Snow at sea level has not been a regular feature around here; we generally store the snow up in the mountains for the skiers. When we do get a snow fall, it has in the past usually melted the following day or two, spawning the joke: _What do Vancouverites do after a snowfall? ... They watch it melt._  A snow tarp would find very little use around here. I do a lot of winter sailing, and the bother of setting and striking a tarp would prevent a lot of spontaneous sails.


modul8 said:


> the best solution of course to all of this is to spend some quality time in the tropics.


Very much in the plans... This time next year we'll be somewhere in Central America or on our way to the Galapagos.


----------



## Boasun (Feb 10, 2007)

You try getting snow & Ice off of your vessel when out at sea when the deck is moving under your feet... Talk about FUN & GAMES.


----------



## Sequitur (Feb 13, 2007)

Boasun said:


> You try getting snow & Ice off of your vessel when out at sea when the deck is moving under your feet... Talk about FUN & GAMES.


Been there... done that. North Atlantic winters are a real bear.

(1975 Master Foreign Going)


----------



## Faster (Sep 13, 2005)

So here it is Boxing Day, and with no intention to "line up to get into a shopping mall" we checked the boat once again after a couple of days of snow, and more falling as we got there.

We've not gotten near as much as our friends a few miles south, but for this area this is a significant coverage, over 2 feet on the ground.

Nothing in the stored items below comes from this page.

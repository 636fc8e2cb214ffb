mod elab;
pub use elab::elab_function;

use crate::{ast::SurfaceProgram, cfg::Function, error::Result};

/// Elaborate every function of a program. Each function succeeds or fails on its own.
pub fn elab_program(program: SurfaceProgram, precolor_params: bool) -> Vec<(String, Result<Function>)> {
  program
    .into_iter()
    .map(|surface| (surface.name.clone(), elab_function(surface, precolor_params)))
    .collect()
}

/// Parse and elaborate the first function of `src`. Panics on bad input.
#[cfg(test)]
pub fn function_from_ir(src: &str) -> Function {
  let mut program = crate::parse::parser::parse_string(src).unwrap();
  assert!(!program.is_empty(), "no function in test input");
  elab_function(program.remove(0), false).unwrap()
}

#[cfg(test)]
mod tests {
  use super::*;
  use crate::{
    asm::{Instr, Temp},
    error::BackendError,
    parse::parser::parse_string,
  };

  fn elab(src: &str, precolor: bool) -> Result<Function> {
    let mut program = parse_string(src).unwrap();
    elab_function(program.remove(0), precolor)
  }

  fn reason(err: BackendError) -> String {
    match err {
      BackendError::MalformedIr { reason, .. } => reason,
      other => panic!("expected malformed IR, got {}", other),
    }
  }

  #[test]
  fn blocks_split_at_labels_and_terminators() {
    let func = elab(
      "fn f(t0) {
        t1 <- t0;
        if t1 goto a else b;
        t2 <- $1;
      a:
        ret t1;
      b:
        goto a;
      }",
      false,
    )
    .unwrap();
    let labels: Vec<&str> = func.blocks.iter().map(|b| b.label.as_str()).collect();
    assert_eq!(labels, vec!["f.entry", ".f.1", "a", "b"]);
    assert_eq!(func.block(0).succs, vec![2, 3]);
    // the anonymous block falls through into `a`
    assert_eq!(func.block(1).succs, vec![2]);
    assert_eq!(func.block(3).instrs, vec![Instr::Jmp { target: 2 }]);
  }

  #[test]
  fn leading_label_names_the_entry() {
    let func = elab("fn f() { start: ret; }", false).unwrap();
    assert_eq!(func.blocks.len(), 1);
    assert_eq!(func.block(0).label, "start");
  }

  #[test]
  fn malformed_functions() {
    assert!(reason(elab("fn f() { goto nowhere; }", false).unwrap_err()).contains("nowhere"));
    assert!(reason(elab("fn f() { a: ret; a: ret; }", false).unwrap_err()).contains("duplicate label"));
    assert!(reason(elab("fn f() { }", false).unwrap_err()).contains("no instructions"));
    assert!(reason(elab("fn f(t0, t0) { ret; }", false).unwrap_err()).contains("duplicate parameter"));
    assert!(reason(elab("fn f(t0: %xmm0) { ret; }", false).unwrap_err()).contains("unknown register"));
    assert!(reason(elab("fn f(t0: %rsp) { ret; }", false).unwrap_err()).contains("allocatable"));
  }

  #[test]
  fn parameters_pinned_to_argument_registers() {
    let func = elab("fn f(t0, t1: %rax, t2) { ret t0; }", true).unwrap();
    // %rdi, %rax, %rdx
    assert_eq!(func.precolored[&Temp(0)], 1);
    assert_eq!(func.precolored[&Temp(1)], 0);
    assert_eq!(func.precolored[&Temp(2)], 3);

    let plain = elab("fn f(t0, t1: %rax, t2) { ret t0; }", false).unwrap();
    assert_eq!(plain.precolored.len(), 1);
  }

  #[test]
  fn textual_slots_are_reserved() {
    let func = elab("fn f() { t0 <- spill_load slot2; ret t0; }", false).unwrap();
    assert_eq!(func.num_slots, 3);
  }

  #[test]
  fn program_elaborates_each_function() {
    let program = parse_string("fn ok() { ret; } fn bad() { goto x; }").unwrap();
    let funcs = elab_program(program, false);
    assert!(funcs[0].1.is_ok());
    assert!(funcs[1].1.is_err());
    assert_eq!(funcs[1].0, "bad");
  }
}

Tomorrow is calling for 7deg C and up to nearly 3 inches of rain... there's gonna be some flooding and heavy snow loads here and there.



















What's really rare is the ice... softer now that it's warming up, but the river outside our home is choked with it.. so much that commuter ferries are not running anymore.


----------



## JohnRPollard (Mar 26, 2007)

You guys are really getting hammered. Hang in there.

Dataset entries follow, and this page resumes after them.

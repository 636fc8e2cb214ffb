// Function -> per-block gen/kill -> backward fixpoint -> per-instruction live-after sets

use std::collections::BTreeSet;

use crate::{
  asm::{BlockId, Temp},
  cfg::{Function, ENTRY},
  error::{BackendError, Result},
  pipeline::PassContext,
};

/// Liveness facts of one block.
#[derive(Debug, Clone, Default, PartialEq, Eq)]
pub struct BlockLiveness {
  pub live_in: BTreeSet<Temp>,
  pub live_out: BTreeSet<Temp>,
  /// `live_after[i]` holds the temps live right after instruction i.
  pub live_after: Vec<BTreeSet<Temp>>,
}

/// The liveness analysis result of a function
#[derive(Debug, Clone)]
pub struct Liveness {
  blocks: Vec<BlockLiveness>,
  reachable: Vec<bool>,
  /// Temps whose address escapes. They are live at every point of the reachable code.
  address_taken: BTreeSet<Temp>,
  /// Number of full passes over the blocks until nothing changed
  passes: usize,
}

impl Liveness {
  /// Run the backward dataflow analysis to its fixpoint.
  pub fn analyze(func: &Function, ctx: &PassContext) -> Result<Self> {
    let reachable = func.reachable();
    // successors before predecessors
    let order = func.postorder();

    let address_taken: BTreeSet<Temp> = order
      .iter()
      .flat_map(|id| func.block(*id).instrs.iter())
      .filter_map(|instr| instr.address_taken())
      .collect();

    let gens: Vec<BTreeSet<Temp>> = func.blocks.iter().map(|b| b.upward_uses()).collect();
    let kills: Vec<BTreeSet<Temp>> = func.blocks.iter().map(|b| b.defs()).collect();
    let mut live_in = vec![BTreeSet::new(); func.blocks.len()];
    let mut live_out = vec![BTreeSet::new(); func.blocks.len()];

    let mut passes = 0;
    let mut changed = true;
    while changed {
      if passes >= ctx.max_iterations {
        return Err(BackendError::internal(
          &func.name,
          format!("liveness did not converge within {} passes", ctx.max_iterations),
          None,
        ));
      }
      changed = false;
      passes += 1;

      for &id in &order {
        let out: BTreeSet<Temp> = func
          .block(id)
          .succs
          .iter()
          .flat_map(|succ| live_in[*succ].iter().copied())
          .collect();
        let mut inn: BTreeSet<Temp> = out.difference(&kills[id]).copied().collect();
        inn.extend(gens[id].iter().copied());

        // sets only grow
        if inn.len() != live_in[id].len() {
          changed = true;
          live_in[id] = inn;
        }
        live_out[id] = out;
      }
      log::trace!("liveness pass {} of `{}` changed: {}", passes, func.name, changed);
    }

    let blocks = func
      .blocks
      .iter()
      .map(|block| {
        if !reachable[block.id] {
          return BlockLiveness {
            live_after: vec![BTreeSet::new(); block.instrs.len()],
            ..Default::default()
          };
        }

        let mut live_after = vec![BTreeSet::new(); block.instrs.len()];
        let mut live = live_out[block.id].clone();
        for (idx, instr) in block.instrs.iter().enumerate().rev() {
          live_after[idx] = &live | &address_taken;
          if let Some(dest) = instr.dest() {
            live.remove(&dest);
          }
          live.extend(instr.uses());
        }

        BlockLiveness {
          live_in: &live_in[block.id] | &address_taken,
          live_out: &live_out[block.id] | &address_taken,
          live_after,
        }
      })
      .collect();

    let liveness = Liveness {
      blocks,
      reachable,
      address_taken,
      passes,
    };
    liveness.debug_show_livein(func);
    Ok(liveness)
  }

  pub fn block(&self, id: BlockId) -> &BlockLiveness {
    &self.blocks[id]
  }

  pub fn live_in(&self, id: BlockId) -> &BTreeSet<Temp> {
    &self.blocks[id].live_in
  }

  pub fn live_out(&self, id: BlockId) -> &BTreeSet<Temp> {
    &self.blocks[id].live_out
  }

  pub fn live_after(&self, id: BlockId, idx: usize) -> &BTreeSet<Temp> {
    &self.blocks[id].live_after[idx]
  }

  /// Temps live on function entry: parameters in use and anything read before
  /// its first definition.
  pub fn entry_live_in(&self) -> &BTreeSet<Temp> {
    self.live_in(ENTRY)
  }

  pub fn is_reachable(&self, id: BlockId) -> bool {
    self.reachable.get(id).copied().unwrap_or(false)
  }

  pub fn address_taken(&self) -> &BTreeSet<Temp> {
    &self.address_taken
  }

  #[inline]
  pub fn passes(&self) -> usize {
    self.passes
  }

  fn debug_show_livein(&self, func: &Function) {
    if !log::log_enabled!(log::Level::Debug) {
      return;
    }
    log::debug!("liveness of `{}` converged after {} passes", func.name, self.passes);
    for block in &func.blocks {
      log::debug!(
        "Block {}: in {:?}, out {:?}",
        block.label,
        self.live_in(block.id),
        self.live_out(block.id)
      );
    }
  }
}

#[cfg(test)]
mod tests {
  use super::*;
  use crate::elaboration::function_from_ir;

  fn ctx() -> PassContext {
    PassContext::default()
  }

  fn temps(ts: &[u32]) -> BTreeSet<Temp> {
    ts.iter().map(|t| Temp(*t)).collect()
  }

  const LOOP: &str = "
    fn sum(t0) {
    entry:
      t1 <- $0;
      t2 <- $0;
    head:
      if t2 < t0 goto body else done;
    body:
      t3 <- t1 + t2;
      t1 <- t3;
      t2 <- t2 + $1;
      goto head;
    done:
      ret t1;
    }";

  #[test]
  fn dataflow_equations_hold() {
    let func = function_from_ir(LOOP);
    let live = Liveness::analyze(&func, &ctx()).unwrap();
    for block in &func.blocks {
      let out: BTreeSet<Temp> = block
        .succs
        .iter()
        .flat_map(|s| live.live_in(*s).iter().copied())
        .collect();
      assert_eq!(live.live_out(block.id), &out);

      let mut inn: BTreeSet<Temp> = out.difference(&block.defs()).copied().collect();
      inn.extend(block.upward_uses());
      assert_eq!(live.live_in(block.id), &inn, "block {}", block.label);
    }
  }

  #[test]
  fn values_live_across_back_edge() {
    let func = function_from_ir(LOOP);
    let live = Liveness::analyze(&func, &ctx()).unwrap();
    // head is block 1, body block 2
    assert_eq!(live.live_in(1), &temps(&[0, 1, 2]));
    assert_eq!(live.live_out(2), &temps(&[0, 1, 2]));
    assert_eq!(live.entry_live_in(), &temps(&[0]));
    // t3 dies at the copy into t1
    assert_eq!(live.live_after(2, 0), &temps(&[0, 2, 3]));
    assert_eq!(live.live_after(2, 1), &temps(&[0, 1, 2]));
    assert!(live.passes() >= 2);
  }

  #[test]
  fn reanalysis_is_idempotent() {
    let func = function_from_ir(LOOP);
    let first = Liveness::analyze(&func, &ctx()).unwrap();
    let second = Liveness::analyze(&func, &ctx()).unwrap();
    assert_eq!(first.blocks, second.blocks);
    assert_eq!(first.passes(), second.passes());
  }

  #[test]
  fn unreachable_blocks_get_empty_sets() {
    let func = function_from_ir(
      "fn f(t0) {
        ret t0;
        t1 <- t0 + $1;
        ret t1;
      }",
    );
    let live = Liveness::analyze(&func, &ctx()).unwrap();
    assert!(!live.is_reachable(1));
    assert!(live.live_in(1).is_empty());
    assert!(live.live_after(1, 0).is_empty());
    assert_eq!(live.live_in(0), &temps(&[0]));
  }

  #[test]
  fn address_taken_is_live_everywhere() {
    let func = function_from_ir(
      "fn f() {
        t0 <- $1;
        t1 <- &t0;
        t2 <- call g(t1);
        ret t2;
      }",
    );
    let live = Liveness::analyze(&func, &ctx()).unwrap();
    assert_eq!(live.address_taken(), &temps(&[0]));
    assert!(live.live_after(0, 3).contains(&Temp(0)));
    assert!(live.live_in(0).contains(&Temp(0)));
  }

  #[test]
  fn watchdog_trips() {
    let func = function_from_ir(LOOP);
    let ctx = PassContext {
      max_iterations: 1,
      ..PassContext::default()
    };
    let err = Liveness::analyze(&func, &ctx).unwrap_err();
    assert!(err.is_fatal());
  }
}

When we purchased our current boat, we had to shovel about four inches of snow off deck, launch her, then break ice to get to a free channel in order to complete the seatrial. Not unheard of in January in Chesapeake country, but not the norm either.

We got permission from the owners to leave the boat in the water at a slip after the seatrial, rather than return it to the yard. We wanted to sail the boat out of Annapolis at the end of winter and deliver it to our homeport.

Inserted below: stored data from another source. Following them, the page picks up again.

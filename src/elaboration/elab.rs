use std::collections::{BTreeMap, BTreeSet, HashMap};

use crate::{
  asm::{BlockId, Instr, Temp},
  ast::{Rhs, SurfaceFunction, SurfaceInstr, SurfaceLine},
  cfg::{Color, Function},
  error::{BackendError, Result},
  registers::{color_from_reg, X86_64Register},
};

/// Instructions with their jump targets still written as labels.
type PendingBlock = (Option<String>, Vec<SurfaceInstr>);

/// Elaborate one surface function into a control flow graph.
///
/// With `precolor_params`, the first six parameters without an explicit pin
/// are pinned to the argument registers.
pub fn elab_function(surface: SurfaceFunction, precolor_params: bool) -> Result<Function> {
  let SurfaceFunction { name, params, body } = surface;

  let mut seen = BTreeSet::new();
  let mut precolored: BTreeMap<Temp, Color> = BTreeMap::new();
  for (idx, param) in params.iter().enumerate() {
    if !seen.insert(param.temp) {
      return Err(BackendError::malformed(
        &name,
        format!("duplicate parameter {}", param.temp),
      ));
    }
    let reg = match &param.reg {
      Some(reg) => Some(
        X86_64Register::from_name(reg)
          .ok_or_else(|| BackendError::malformed(&name, format!("unknown register {}", reg)))?,
      ),
      None if precolor_params => X86_64Register::argument_regs().get(idx).copied(),
      None => None,
    };
    if let Some(reg) = reg {
      let color = color_from_reg(reg).ok_or_else(|| {
        BackendError::malformed(&name, format!("{} is not an allocatable register", reg))
      })?;
      precolored.insert(param.temp, color);
    }
  }

  let pending = split_blocks(body);
  if pending.iter().all(|(_, instrs)| instrs.is_empty()) {
    return Err(BackendError::malformed(&name, "function has no instructions"));
  }

  let mut labels: HashMap<String, BlockId> = HashMap::new();
  let mut anon = 0;
  let mut named = Vec::with_capacity(pending.len());
  for (id, (label, instrs)) in pending.into_iter().enumerate() {
    let label = match label {
      Some(label) => label,
      None if id == 0 => format!("{}.entry", name),
      None => {
        anon += 1;
        format!(".{}.{}", name, anon)
      }
    };
    if labels.insert(label.clone(), id).is_some() {
      return Err(BackendError::malformed(&name, format!("duplicate label `{}`", label)));
    }
    named.push((label, instrs));
  }

  let resolve = |label: &str| -> Result<BlockId> {
    labels
      .get(label)
      .copied()
      .ok_or_else(|| BackendError::malformed(&name, format!("unknown label `{}`", label)))
  };

  let mut blocks = Vec::with_capacity(named.len());
  for (label, instrs) in &named {
    let instrs = instrs
      .iter()
      .cloned()
      .map(|instr| elab_instr(instr, &resolve))
      .collect::<Result<Vec<_>>>()?;
    blocks.push((label.clone(), instrs));
  }

  let params = params.into_iter().map(|p| p.temp).collect();
  let mut func = Function::new(name, params, precolored, blocks);
  // slots already named in the text stay taken
  func.num_slots = func
    .blocks
    .iter()
    .flat_map(|b| b.instrs.iter())
    .filter_map(|instr| match instr {
      Instr::SpillLoad { slot, .. } | Instr::SpillStore { slot, .. } | Instr::SlotAddr { slot, .. } => {
        Some(slot + 1)
      }
      _ => None,
    })
    .max()
    .unwrap_or(0);
  Ok(func)
}

/// Cut the body at labels and after terminators.
fn split_blocks(body: Vec<SurfaceLine>) -> Vec<PendingBlock> {
  let mut blocks: Vec<PendingBlock> = vec![(None, vec![])];
  for line in body {
    // never empty, starts with one block
    let Some(current) = blocks.last_mut() else {
      continue;
    };
    match line {
      SurfaceLine::Label(label) => {
        if current.0.is_none() && current.1.is_empty() {
          current.0 = Some(label);
        } else {
          blocks.push((Some(label), vec![]));
        }
      }
      SurfaceLine::Instr(instr) => {
        if current.1.last().map_or(false, is_terminator) {
          blocks.push((None, vec![instr]));
        } else {
          current.1.push(instr);
        }
      }
    }
  }
  blocks
}

fn is_terminator(instr: &SurfaceInstr) -> bool {
  matches!(
    instr,
    SurfaceInstr::Goto(_) | SurfaceInstr::If(..) | SurfaceInstr::Ret(_)
  )
}

fn elab_instr(instr: SurfaceInstr, resolve: &impl Fn(&str) -> Result<BlockId>) -> Result<Instr> {
  let instr = match instr {
    SurfaceInstr::Assign(dest, rhs) => elab_rhs(dest, rhs),
    SurfaceInstr::Store(addr, src) => Instr::Store { addr, src },
    SurfaceInstr::Call(name, args) => Instr::Call {
      name,
      args,
      dest: None,
    },
    SurfaceInstr::SpillStore(slot, src) => Instr::SpillStore { slot, src },
    SurfaceInstr::Goto(target) => Instr::Jmp {
      target: resolve(&target)?,
    },
    SurfaceInstr::If(cond, target_true, target_false) => Instr::CondJmp {
      cond,
      target_true: resolve(&target_true)?,
      target_false: resolve(&target_false)?,
    },
    SurfaceInstr::Ret(src) => Instr::Return(src),
  };
  Ok(instr)
}

fn elab_rhs(dest: Temp, rhs: Rhs) -> Instr {
  match rhs {
    Rhs::Binary(op, src1, src2) => Instr::BinOp {
      op,
      dest,
      src1,
      src2,
    },
    Rhs::Unary(op, src) => Instr::UnOp { op, dest, src },
    Rhs::Move(src) => Instr::Mov { dest, src },
    Rhs::Load(addr) => Instr::Load { dest, addr },
    Rhs::AddrOf(var) => Instr::AddrOf { dest, var },
    Rhs::SlotAddr(slot) => Instr::SlotAddr { dest, slot },
    Rhs::SpillLoad(slot) => Instr::SpillLoad { dest, slot },
    Rhs::Call(name, args) => Instr::Call {
      name,
      args,
      dest: Some(dest),
    },
  }
}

A few days after seatrial, but before we had exchanged papers, Annapolis was hit with about 2 feet of snow -- very rare for these parts. Around here, that much snow leaves roads impassable for days, so I wasn't able to get out there to check the boat. Before I could, we then got a heavy downpour of rain. 

When I finally arrived at the boat, it looked to be sitting very low in the water. I shoveled the companionway clear and opened the hatch to discover an inch of water above the floorboards.  

The weight of the snow, made heavier by the soaking rain, had pushed the stern low enough that water had begun seeping in through the rudderpost packing gland, which is normally well above the waterline. The bilge pump had stopped running when the batteries eventually gave out. 

So you folks are smart to keep close tabs on the boats with this unusual weather. Problems can arise that you would not normally expect. 

Stay warm!


----------



## Faster (Sep 13, 2005)

Good cautionary tale, John. Looking down the docks it's easy to see who checks their boat and who doesn't. We knocked the heavy snow off a few neighbouring dodgers, walking in 2 feet of undisturbed snow on their fingers, you know no one's been around.

Considering the investment involved, it's a bit tough to understand. Even if events take you out of town one would expect that arrangements could be made to have things looked after for you.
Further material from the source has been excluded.